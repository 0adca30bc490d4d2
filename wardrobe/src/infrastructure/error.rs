use crate::domain::error::DomainError;
use thiserror::Error;

#[derive(Error, Debug)]
pub enum InfrastructureError {
    #[error("File system error: {0}")]
    FileSystem(String),

    #[error("Invalid storage key: {0}")]
    InvalidKey(String),
}

impl From<InfrastructureError> for DomainError {
    fn from(error: InfrastructureError) -> Self {
        match error {
            InfrastructureError::FileSystem(msg) => DomainError::Persistence(msg),
            InfrastructureError::InvalidKey(key) => {
                DomainError::Persistence(format!("invalid storage key '{}'", key))
            }
        }
    }
}
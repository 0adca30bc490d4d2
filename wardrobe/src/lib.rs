// src/lib.rs

// Core modules
pub mod application;
pub mod domain;
pub mod infrastructure;

// CLI modules
pub mod cli;
pub mod config;
pub mod exitcode;
pub mod util;
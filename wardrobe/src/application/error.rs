// wardrobe/src/application/error.rs
use crate::domain::entity::EntityId;
use crate::domain::error::DomainError;
use thiserror::Error;

#[derive(Error, Debug)]
pub enum ApplicationError {
    #[error("Domain error: {0}")]
    Domain(#[from] DomainError),

    #[error("Entity not found with ID {0}")]
    NotFound(EntityId),

    #[error("Validation failed: {0}")]
    Validation(String),

    #[error("Persistence failed: {0}")]
    Persistence(String),

    #[error("{0}")]
    Other(String),
}

impl ApplicationError {
    pub fn context<C: Into<String>>(self, context: C) -> Self {
        match self {
            ApplicationError::Other(msg) => {
                ApplicationError::Other(format!("{}: {}", context.into(), msg))
            }
            ApplicationError::Domain(err) => ApplicationError::Domain(err.context(context)),
            ApplicationError::Validation(msg) => {
                ApplicationError::Validation(format!("{}: {}", context.into(), msg))
            }
            ApplicationError::Persistence(msg) => {
                ApplicationError::Persistence(format!("{}: {}", context.into(), msg))
            }
            err => err,
        }
    }

    /// Missing image, illegal tag or malformed input
    pub fn is_validation(&self) -> bool {
        matches!(
            self,
            ApplicationError::Validation(_)
                | ApplicationError::Domain(
                    DomainError::Validation(_)
                        | DomainError::InvalidTag { .. }
                        | DomainError::UnknownFacet(_)
                        | DomainError::DuplicateId(_)
                )
        )
    }

    pub fn is_not_found(&self) -> bool {
        matches!(self, ApplicationError::NotFound(_))
    }

    /// Durable storage could not be read or written
    pub fn is_persistence(&self) -> bool {
        matches!(
            self,
            ApplicationError::Persistence(_)
                | ApplicationError::Domain(DomainError::Persistence(_) | DomainError::Io(_))
        )
    }
}

impl From<std::io::Error> for ApplicationError {
    fn from(err: std::io::Error) -> Self {
        ApplicationError::Domain(DomainError::Io(err))
    }
}

pub type ApplicationResult<T> = Result<T, ApplicationError>;
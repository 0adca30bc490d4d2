// src/cli/args.rs
use clap::{Parser, Subcommand};
use std::path::PathBuf;

#[derive(Parser, Debug)]
#[command(author, version, about, long_about = None)]
/// Catalog clothing and outfits by their tags
pub struct Cli {
    /// Sets a custom config file
    #[arg(short, long, value_name = "FILE")]
    pub config: Option<PathBuf>,

    /// Turn debugging information on
    #[arg(short, long, action = clap::ArgAction::Count)]
    pub debug: u8,

    #[arg(long = "no-color", help = "disable colored output")]
    pub no_color: bool,

    #[arg(long = "generate-config", help = "print the default configuration")]
    pub generate_config: bool,

    #[command(subcommand)]
    pub command: Option<Commands>,
}

#[derive(Subcommand, Debug)]
pub enum Commands {
    /// Manage clothing items (facets: Type, Color, Material, Status, Size)
    Clothing {
        #[command(subcommand)]
        action: EntityAction,
    },
    /// Manage outfits (facets: Style, Occasion, Temperature, Weather)
    Outfit {
        #[command(subcommand)]
        action: EntityAction,
    },
}

#[derive(Subcommand, Debug, Clone)]
pub enum EntityAction {
    /// List items, optionally filtered
    List {
        #[arg(
            short = 't',
            long = "tag",
            value_name = "FACET=VALUE",
            help = "repeatable; values of one facet are alternatives, facets must all match"
        )]
        tags: Vec<String>,

        #[arg(long = "text", help = "description contains text")]
        text: Option<String>,

        #[arg(long = "json", help = "output as json")]
        json: bool,
    },
    /// Show one item
    Show {
        id: String,

        #[arg(long = "json", help = "output as json")]
        json: bool,
    },
    /// Add an item
    Add {
        #[arg(short = 'i', long = "image", help = "path or URI of the photo")]
        image: String,

        #[arg(short = 'd', long = "description")]
        description: Option<String>,

        #[arg(short = 't', long = "tag", value_name = "FACET=VALUE")]
        tags: Vec<String>,
    },
    /// Edit an item; tags given for a facet replace that facet
    Edit {
        id: String,

        #[arg(short = 'i', long = "image")]
        image: Option<String>,

        #[arg(short = 'd', long = "description")]
        description: Option<String>,

        #[arg(short = 't', long = "tag", value_name = "FACET=VALUE")]
        tags: Vec<String>,

        #[arg(long = "clear", value_name = "FACET", help = "empty a facet")]
        clear: Vec<String>,
    },
    /// Remove an item
    Remove { id: String },
    /// Show the legal tag values per facet
    Vocab,
}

◆ DIRECTIONS FOR THIS TASK:
Find the word "Show" in the entries above, then copy each line that holds it.

◆ ANSWER TO THE PROBLEM:
    /// Show one item
    Show {
    /// Show the legal tag values per facet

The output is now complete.